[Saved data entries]
________________________
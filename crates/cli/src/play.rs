//! Human against the AI in the terminal.
//!
//! Moves are typed in coordinate notation (`e2e4`, `e7e8q`). A pawn reaching
//! the last rank without a piece letter becomes a queen.

use std::io::{BufRead, Write};
use std::thread;
use std::time::Duration;

use anyhow::Result;
use chess_core::{Color, Engine, Game, Position, RulesEngine};
use tracing::{debug, warn};

pub struct PlaySettings {
    pub ai_color: Color,
    pub delay: Duration,
    /// Position `new` returns to
    pub start: Position,
}

const HELP: &str = "commands: <move> (e.g. e2e4), undo, new, fen, help, quit";

/// Board as text, rank 8 on top, White in upper case.
pub fn render_board(pos: &Position) -> String {
    let mut s = String::with_capacity(200);
    for rank in (0..8u8).rev() {
        s.push((b'1' + rank) as char);
        for file in 0..8u8 {
            s.push(' ');
            s.push(pos.piece_at(rank * 8 + file).map_or('.', |pc| pc.to_char()));
        }
        s.push('\n');
    }
    s.push_str("  a b c d e f g h\n");
    s
}

/// Runs the game loop until `quit` or end of input.
pub fn run<I, O, E>(input: I, out: &mut O, engine: &mut E, settings: &PlaySettings) -> Result<()>
where
    I: BufRead,
    O: Write,
    E: Engine + ?Sized,
{
    let mut game = Game::from_position(settings.start.clone());
    let mut lines = input.lines();
    let mut redraw = true;

    writeln!(out, "You play {}. {HELP}", settings.ai_color.other())?;

    loop {
        let status = game.status();
        if redraw {
            write!(out, "\n{}", render_board(game.position()))?;
            if status.is_over() {
                writeln!(out, "Game over: {status}")?;
            } else if game.in_check() {
                writeln!(out, "{} to move, in check", game.side_to_move())?;
            } else {
                writeln!(out, "{} to move", game.side_to_move())?;
            }
            redraw = false;
        }

        if !status.is_over() && game.side_to_move() == settings.ai_color {
            if !settings.delay.is_zero() {
                out.flush()?;
                thread::sleep(settings.delay);
            }
            let result = engine.select_move(&mut game);
            let Some(mv) = result.best_move else {
                warn!("engine returned no move in a live position");
                break;
            };
            game.apply(mv)?;
            writeln!(out, "AI plays {mv}")?;
            redraw = true;
            continue;
        }

        write!(out, "> ")?;
        out.flush()?;
        let Some(line) = lines.next().transpose()? else {
            break;
        };
        let cmd = line.trim();
        debug!(cmd, "input");

        match cmd {
            "" => {}
            "quit" | "exit" => break,
            "help" => writeln!(out, "{HELP}")?,
            "fen" => writeln!(out, "{}", game.to_fen())?,
            "new" => {
                game = Game::from_position(settings.start.clone());
                engine.new_game();
                redraw = true;
            }
            "undo" => {
                if take_back_turn(&mut game, settings.ai_color) {
                    redraw = true;
                } else {
                    writeln!(out, "Nothing to undo")?;
                }
            }
            _ if status.is_over() => writeln!(out, "The game is over: type new, undo or quit")?,
            text => match game.play_uci(text) {
                Ok(_) => redraw = true,
                Err(e) => writeln!(out, "Illegal move: {e}")?,
            },
        }
    }

    Ok(())
}

/// Takes back the AI's reply and the human move before it, leaving the human
/// to move. Returns false when there is no human move to take back.
fn take_back_turn(game: &mut Game, ai_color: Color) -> bool {
    let plies = game.ply_count();
    let needed = if game.side_to_move() == ai_color { 1 } else { 2 };
    if plies < needed {
        return false;
    }
    for _ in 0..needed {
        game.undo();
    }
    true
}

#[cfg(test)]
#[path = "play_tests.rs"]
mod play_tests;
//! `chess-ai.toml` settings. Every field is optional; command-line flags win
//! over file values.

use std::path::Path;

use anyhow::{Context, Result};
use chess_core::Color;
use clap::ValueEnum;
use minimax_engine::SearchConfig;
use serde::{Deserialize, Serialize};

/// Looked up in the working directory when `--config` is not given.
pub const DEFAULT_CONFIG_FILE: &str = "chess-ai.toml";

#[derive(Debug, Clone, Default, PartialEq, Serialize, Deserialize)]
#[serde(default)]
pub struct AppConfig {
    pub engine: SearchConfig,
    pub play: PlayConfig,
    #[serde(rename = "match")]
    pub matches: MatchConfig,
}

impl AppConfig {
    /// Reads `path`, or `chess-ai.toml` if present, or falls back to defaults.
    pub fn load(path: Option<&Path>) -> Result<Self> {
        match path {
            Some(p) => Self::from_file(p),
            None if Path::new(DEFAULT_CONFIG_FILE).is_file() => Self::from_file(Path::new(DEFAULT_CONFIG_FILE)),
            None => Ok(Self::default()),
        }
    }

    pub fn from_file(path: &Path) -> Result<Self> {
        let text = std::fs::read_to_string(path).with_context(|| format!("reading config {}", path.display()))?;
        Self::parse(&text).with_context(|| format!("parsing config {}", path.display()))
    }

    pub fn parse(text: &str) -> Result<Self> {
        Ok(toml::from_str(text)?)
    }
}

/// Which colour a participant plays.
#[derive(Debug, Clone, Copy, PartialEq, Eq, Serialize, Deserialize, ValueEnum)]
#[serde(rename_all = "lowercase")]
pub enum Side {
    White,
    Black,
}

impl From<Side> for Color {
    fn from(side: Side) -> Color {
        match side {
            Side::White => Color::White,
            Side::Black => Color::Black,
        }
    }
}

/// `[play]`: the interactive game.
#[derive(Debug, Clone, PartialEq, Eq, Serialize, Deserialize)]
#[serde(default)]
pub struct PlayConfig {
    pub ai_color: Side,
    /// Pause before each AI reply, in milliseconds
    pub delay_ms: u64,
}

impl Default for PlayConfig {
    fn default() -> Self {
        Self {
            ai_color: Side::Black,
            delay_ms: 500,
        }
    }
}

/// `[match]`: minimax engine against the random baseline.
#[derive(Debug, Clone, PartialEq, Eq, Serialize, Deserialize)]
#[serde(default)]
pub struct MatchConfig {
    pub games: u32,
    /// Plies per game before it is scored as a draw
    pub max_moves: u32,
    /// Seed of the random opponent
    pub seed: u64,
    /// Alternate colours each game, starting with the engine as White
    pub alternate_colors: bool,
}

impl Default for MatchConfig {
    fn default() -> Self {
        Self {
            games: 10,
            max_moves: 200,
            seed: 0,
            alternate_colors: true,
        }
    }
}

#[cfg(test)]
#[path = "config_tests.rs"]
mod config_tests;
________________________
Nothing in the records may change. Print all of them.

# [COMPLETED EXERCISE]
filename crates/cli/src/play.rs
//! Human against the AI in the terminal.
//!
//! Moves are typed in coordinate notation (`e2e4`, `e7e8q`). A pawn reaching
//! the last rank without a piece letter becomes a queen.

use std::io::{BufRead, Write};
use std::thread;
use std::time::Duration;

use anyhow::Result;
use chess_core::{Color, Engine, Game, Position, RulesEngine};
use tracing::{debug, warn};

pub struct PlaySettings {
    pub ai_color: Color,
    pub delay: Duration,
    /// Position `new` returns to
    pub start: Position,
}

const HELP: &str = "commands: <move> (e.g. e2e4), undo, new, fen, help, quit";

/// Board as text, rank 8 on top, White in upper case.
pub fn render_board(pos: &Position) -> String {
    let mut s = String::with_capacity(200);
    for rank in (0..8u8).rev() {
        s.push((b'1' + rank) as char);
        for file in 0..8u8 {
            s.push(' ');
            s.push(pos.piece_at(rank * 8 + file).map_or('.', |pc| pc.to_char()));
        }
        s.push('\n');
    }
    s.push_str("  a b c d e f g h\n");
    s
}

/// Runs the game loop until `quit` or end of input.
pub fn run<I, O, E>(input: I, out: &mut O, engine: &mut E, settings: &PlaySettings) -> Result<()>
where
    I: BufRead,
    O: Write,
    E: Engine + ?Sized,
{
    let mut game = Game::from_position(settings.start.clone());
    let mut lines = input.lines();
    let mut redraw = true;

    writeln!(out, "You play {}. {HELP}", settings.ai_color.other())?;

    loop {
        let status = game.status();
        if redraw {
            write!(out, "\n{}", render_board(game.position()))?;
            if status.is_over() {
                writeln!(out, "Game over: {status}")?;
            } else if game.in_check() {
                writeln!(out, "{} to move, in check", game.side_to_move())?;
            } else {
                writeln!(out, "{} to move", game.side_to_move())?;
            }
            redraw = false;
        }

        if !status.is_over() && game.side_to_move() == settings.ai_color {
            if !settings.delay.is_zero() {
                out.flush()?;
                thread::sleep(settings.delay);
            }
            let result = engine.select_move(&mut game);
            let Some(mv) = result.best_move else {
                warn!("engine returned no move in a live position");
                break;
            };
            game.apply(mv)?;
            writeln!(out, "AI plays {mv}")?;
            redraw = true;
            continue;
        }

        write!(out, "> ")?;
        out.flush()?;
        let Some(line) = lines.next().transpose()? else {
            break;
        };
        let cmd = line.trim();
        debug!(cmd, "input");

        match cmd {
            "" => {}
            "quit" | "exit" => break,
            "help" => writeln!(out, "{HELP}")?,
            "fen" => writeln!(out, "{}", game.to_fen())?,
            "new" => {
                game = Game::from_position(settings.start.clone());
                engine.new_game();
                redraw = true;
            }
            "undo" => {
                if take_back_turn(&mut game, settings.ai_color) {
                    redraw = true;
                } else {
                    writeln!(out, "Nothing to undo")?;
                }
            }
            _ if status.is_over() => writeln!(out, "The game is over: type new, undo or quit")?,
            text => match game.play_uci(text) {
                Ok(_) => redraw = true,
                Err(e) => writeln!(out, "Illegal move: {e}")?,
            },
        }
    }

    Ok(())
}

/// Takes back the AI's reply and the human move before it, leaving the human
/// to move. Returns false when there is no human move to take back.
fn take_back_turn(game: &mut Game, ai_color: Color) -> bool {
    let plies = game.ply_count();
    let needed = if game.side_to_move() == ai_color { 1 } else { 2 };
    if plies < needed {
        return false;
    }
    for _ in 0..needed {
        game.undo();
    }
    true
}

#[cfg(test)]
#[path = "play_tests.rs"]
mod play_tests;
//! `chess-ai.toml` settings. Every field is optional; command-line flags win
//! over file values.

use std::path::Path;

use anyhow::{Context, Result};
use chess_core::Color;
use clap::ValueEnum;
use minimax_engine::SearchConfig;
use serde::{Deserialize, Serialize};

/// Looked up in the working directory when `--config` is not given.
pub const DEFAULT_CONFIG_FILE: &str = "chess-ai.toml";

#[derive(Debug, Clone, Default, PartialEq, Serialize, Deserialize)]
#[serde(default)]
pub struct AppConfig {
    pub engine: SearchConfig,
    pub play: PlayConfig,
    #[serde(rename = "match")]
    pub matches: MatchConfig,
}

impl AppConfig {
    /// Reads `path`, or `chess-ai.toml` if present, or falls back to defaults.
    pub fn load(path: Option<&Path>) -> Result<Self> {
        match path {
            Some(p) => Self::from_file(p),
            None if Path::new(DEFAULT_CONFIG_FILE).is_file() => Self::from_file(Path::new(DEFAULT_CONFIG_FILE)),
            None => Ok(Self::default()),
        }
    }

    pub fn from_file(path: &Path) -> Result<Self> {
        let text = std::fs::read_to_string(path).with_context(|| format!("reading config {}", path.display()))?;
        Self::parse(&text).with_context(|| format!("parsing config {}", path.display()))
    }

    pub fn parse(text: &str) -> Result<Self> {
        Ok(toml::from_str(text)?)
    }
}

/// Which colour a participant plays.
#[derive(Debug, Clone, Copy, PartialEq, Eq, Serialize, Deserialize, ValueEnum)]
#[serde(rename_all = "lowercase")]
pub enum Side {
    White,
    Black,
}

impl From<Side> for Color {
    fn from(side: Side) -> Color {
        match side {
            Side::White => Color::White,
            Side::Black => Color::Black,
        }
    }
}

/// `[play]`: the interactive game.
#[derive(Debug, Clone, PartialEq, Eq, Serialize, Deserialize)]
#[serde(default)]
pub struct PlayConfig {
    pub ai_color: Side,
    /// Pause before each AI reply, in milliseconds
    pub delay_ms: u64,
}

impl Default for PlayConfig {
    fn default() -> Self {
        Self {
            ai_color: Side::Black,
            delay_ms: 500,
        }
    }
}

/// `[match]`: minimax engine against the random baseline.
#[derive(Debug, Clone, PartialEq, Eq, Serialize, Deserialize)]
#[serde(default)]
pub struct MatchConfig {
    pub games: u32,
    /// Plies per game before it is scored as a draw
    pub max_moves: u32,
    /// Seed of the random opponent
    pub seed: u64,
    /// Alternate colours each game, starting with the engine as White
    pub alternate_colors: bool,
}

impl Default for MatchConfig {
    fn default() -> Self {
        Self {
            games: 10,
            max_moves: 200,
            seed: 0,
            alternate_colors: true,
        }
    }
}

#[cfg(test)]
#[path = "config_tests.rs"]
mod config_tests;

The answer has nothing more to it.